TASK MATERIAL:
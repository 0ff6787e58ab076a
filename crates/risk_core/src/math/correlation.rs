//! Correlation matrices with Cholesky decomposition.
//!
//! ## Mathematical Background
//!
//! Given `k` independent standard normal variables `Z = [Z1, ..., Zk]`, the
//! correlated normals `W = L * Z` have correlation `C` when `L` is the lower
//! triangular Cholesky factor of `C`:
//!
//! ```text
//! C = L * L^T
//! ```
//!
//! Risk factor correlation matrices supplied by users are frequently
//! positive semi-definite rather than strictly positive definite (for
//! example two perfectly correlated factors). The factorisation here
//! accepts zero pivots within [`PSD_TOLERANCE`] and rejects anything with a
//! genuinely negative pivot.
//!
//! ## Usage
//!
//! ```
//! use risk_core::math::correlation::CorrelationMatrix;
//!
//! let corr = CorrelationMatrix::from_rows(&[
//!     vec![1.0, 0.5],
//!     vec![0.5, 1.0],
//! ]).unwrap();
//!
//! let cholesky = corr.cholesky().unwrap();
//! let mut w = [0.0; 2];
//! cholesky.transform_into(&[0.5, 0.8], &mut w);
//! assert_eq!(w[0], 0.5);
//! ```

use thiserror::Error;

/// Tolerance for the unit diagonal and symmetry checks.
const ENTRY_TOLERANCE: f64 = 1e-10;

/// Tolerance below which a Cholesky pivot is treated as zero.
pub const PSD_TOLERANCE: f64 = 1e-10;

/// Residual allowed under a zero pivot before the matrix is declared indefinite.
const RESIDUAL_TOLERANCE: f64 = 1e-8;

/// Error types for correlation operations.
#[derive(Debug, Clone, PartialEq, Error)]
pub enum CorrelationError {
    /// Matrix has no rows.
    #[error("Correlation matrix is empty")]
    Empty,

    /// Flat data length does not match the requested dimension.
    #[error("Invalid matrix dimensions: expected {expected} elements, got {got}")]
    InvalidDimensions {
        /// Expected number of elements.
        expected: usize,
        /// Actual number of elements.
        got: usize,
    },

    /// A row has the wrong number of columns.
    #[error("Row {row} has {got} columns, expected {expected}")]
    NotSquare {
        /// Offending row index.
        row: usize,
        /// Expected number of columns.
        expected: usize,
        /// Actual number of columns.
        got: usize,
    },

    /// Matrix contains NaN or infinity.
    #[error("Correlation at ({i}, {j}) is not finite")]
    NonFinite {
        /// Row index.
        i: usize,
        /// Column index.
        j: usize,
    },

    /// Diagonal elements are not 1.0.
    #[error("Diagonal element at index {index} is {value}, expected 1.0")]
    InvalidDiagonal {
        /// Diagonal index.
        index: usize,
        /// Actual value.
        value: f64,
    },

    /// Matrix is not symmetric.
    #[error("Matrix is not symmetric at ({i}, {j})")]
    NotSymmetric {
        /// Row index.
        i: usize,
        /// Column index.
        j: usize,
    },

    /// Correlation value out of range [-1, 1].
    #[error("Correlation at ({i}, {j}) is {value}, must be in [-1, 1]")]
    OutOfRange {
        /// Row index.
        i: usize,
        /// Column index.
        j: usize,
        /// Actual value.
        value: f64,
    },

    /// Matrix is not positive semi-definite.
    #[error("Correlation matrix is not positive semi-definite (pivot {index})")]
    NotPositiveSemiDefinite {
        /// Pivot at which the factorisation failed.
        index: usize,
    },
}

/// Correlation matrix with validation and Cholesky decomposition.
///
/// A correlation matrix must satisfy:
/// - Square and symmetric
/// - Diagonal elements equal to 1.0
/// - Off-diagonal elements in [-1, 1]
/// - Positive semi-definite (checked by [`CorrelationMatrix::cholesky`])
#[derive(Clone, Debug, PartialEq)]
pub struct CorrelationMatrix {
    /// Matrix elements in row-major order
    data: Vec<f64>,
    /// Matrix dimension (n x n)
    dim: usize,
}

impl CorrelationMatrix {
    /// Create a new correlation matrix from a flat row-major array.
    ///
    /// # Errors
    ///
    /// Returns `CorrelationError` if the element count is not `dim * dim`,
    /// or if any entry is non-finite, off-range, asymmetric or a diagonal
    /// element differs from 1.0.
    pub fn new(data: &[f64], dim: usize) -> Result<Self, CorrelationError> {
        if dim == 0 {
            return Err(CorrelationError::Empty);
        }
        let expected = dim * dim;
        if data.len() != expected {
            return Err(CorrelationError::InvalidDimensions {
                expected,
                got: data.len(),
            });
        }

        for i in 0..dim {
            for j in 0..dim {
                if !data[i * dim + j].is_finite() {
                    return Err(CorrelationError::NonFinite { i, j });
                }
            }
        }

        for i in 0..dim {
            let diag = data[i * dim + i];
            if (diag - 1.0).abs() > ENTRY_TOLERANCE {
                return Err(CorrelationError::InvalidDiagonal {
                    index: i,
                    value: diag,
                });
            }
        }

        for i in 0..dim {
            for j in (i + 1)..dim {
                let val_ij = data[i * dim + j];
                let val_ji = data[j * dim + i];

                if (val_ij - val_ji).abs() > ENTRY_TOLERANCE {
                    return Err(CorrelationError::NotSymmetric { i, j });
                }
                if !(-1.0..=1.0).contains(&val_ij) {
                    return Err(CorrelationError::OutOfRange {
                        i,
                        j,
                        value: val_ij,
                    });
                }
            }
        }

        Ok(Self {
            data: data.to_vec(),
            dim,
        })
    }

    /// Create a correlation matrix from nested rows, as received on the wire.
    ///
    /// # Errors
    ///
    /// Returns [`CorrelationError::NotSquare`] for ragged input, otherwise
    /// the same errors as [`CorrelationMatrix::new`].
    pub fn from_rows(rows: &[Vec<f64>]) -> Result<Self, CorrelationError> {
        let dim = rows.len();
        let mut data = Vec::with_capacity(dim * dim);
        for (row, values) in rows.iter().enumerate() {
            if values.len() != dim {
                return Err(CorrelationError::NotSquare {
                    row,
                    expected: dim,
                    got: values.len(),
                });
            }
            data.extend_from_slice(values);
        }
        Self::new(&data, dim)
    }

    /// Create an identity correlation matrix (no correlation).
    pub fn identity(dim: usize) -> Self {
        let mut data = vec![0.0; dim * dim];
        for i in 0..dim {
            data[i * dim + i] = 1.0;
        }
        Self { data, dim }
    }

    /// Get matrix dimension.
    pub fn dim(&self) -> usize {
        self.dim
    }

    /// Get element at (i, j).
    pub fn get(&self, i: usize, j: usize) -> f64 {
        self.data[i * self.dim + j]
    }

    /// Compute the Cholesky decomposition (lower triangular L where C = L * L^T).
    ///
    /// Zero pivots (within [`PSD_TOLERANCE`]) are allowed so that positive
    /// semi-definite matrices factorise; the corresponding column of `L`
    /// is zero.
    ///
    /// # Errors
    ///
    /// [`CorrelationError::NotPositiveSemiDefinite`] if a pivot is
    /// negative, or if a zero pivot leaves a non-zero residual below it.
    pub fn cholesky(&self) -> Result<CholeskyFactor, CorrelationError> {
        let n = self.dim;
        let mut lower = vec![0.0; n * n];

        for i in 0..n {
            for j in 0..=i {
                let mut sum = 0.0;
                for k in 0..j {
                    sum += lower[i * n + k] * lower[j * n + k];
                }

                if j == i {
                    let diag = self.get(i, i) - sum;
                    if diag < -PSD_TOLERANCE {
                        return Err(CorrelationError::NotPositiveSemiDefinite { index: i });
                    }
                    lower[i * n + i] = diag.max(0.0).sqrt();
                } else {
                    let residual = self.get(i, j) - sum;
                    let l_jj = lower[j * n + j];
                    if l_jj <= PSD_TOLERANCE.sqrt() {
                        if residual.abs() > RESIDUAL_TOLERANCE {
                            return Err(CorrelationError::NotPositiveSemiDefinite { index: j });
                        }
                        lower[i * n + j] = 0.0;
                    } else {
                        lower[i * n + j] = residual / l_jj;
                    }
                }
            }
        }

        Ok(CholeskyFactor { data: lower, dim: n })
    }
}

/// Lower triangular Cholesky factor of a correlation matrix.
///
/// Used to transform independent standard normals into correlated normals.
#[derive(Clone, Debug, PartialEq)]
pub struct CholeskyFactor {
    /// Lower triangular matrix elements (row-major)
    data: Vec<f64>,
    /// Matrix dimension
    dim: usize,
}

impl CholeskyFactor {
    /// Factor of the identity matrix.
    pub fn identity(dim: usize) -> Self {
        let CorrelationMatrix { data, dim } = CorrelationMatrix::identity(dim);
        Self { data, dim }
    }

    /// Get matrix dimension.
    pub fn dim(&self) -> usize {
        self.dim
    }

    /// Get element at (i, j).
    ///
    /// Returns zero for upper triangular elements (j > i).
    pub fn get(&self, i: usize, j: usize) -> f64 {
        if j > i {
            0.0
        } else {
            self.data[i * self.dim + j]
        }
    }

    /// Transform independent standard normals to correlated normals.
    ///
    /// Computes W = L * Z into `out`. For a row vector of scores this is the
    /// same as `z * L^T`.
    ///
    /// # Panics
    ///
    /// Panics if either slice is shorter than `self.dim()`.
    pub fn transform_into(&self, z: &[f64], out: &mut [f64]) {
        assert!(
            z.len() >= self.dim && out.len() >= self.dim,
            "Input length {} / output length {} is less than matrix dimension {}",
            z.len(),
            out.len(),
            self.dim
        );

        let n = self.dim;
        for i in 0..n {
            let row = &self.data[i * n..i * n + i + 1];
            out[i] = row.iter().zip(z).map(|(l, z)| l * z).sum();
        }
    }
}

THE PROBLEM: Repeat, exactly as they stand above, the lines from the line with "use thiserror::Error;" to the line with "wrong number of columns.", both lines included.

TASK ANSWER:
use thiserror::Error;

/// Tolerance for the unit diagonal and symmetry checks.
const ENTRY_TOLERANCE: f64 = 1e-10;

/// Tolerance below which a Cholesky pivot is treated as zero.
pub const PSD_TOLERANCE: f64 = 1e-10;

/// Residual allowed under a zero pivot before the matrix is declared indefinite.
const RESIDUAL_TOLERANCE: f64 = 1e-8;

/// Error types for correlation operations.
#[derive(Debug, Clone, PartialEq, Error)]
pub enum CorrelationError {
    /// Matrix has no rows.
    #[error("Correlation matrix is empty")]
    Empty,

    /// Flat data length does not match the requested dimension.
    #[error("Invalid matrix dimensions: expected {expected} elements, got {got}")]
    InvalidDimensions {
        /// Expected number of elements.
        expected: usize,
        /// Actual number of elements.
        got: usize,
    },

    /// A row has the wrong number of columns.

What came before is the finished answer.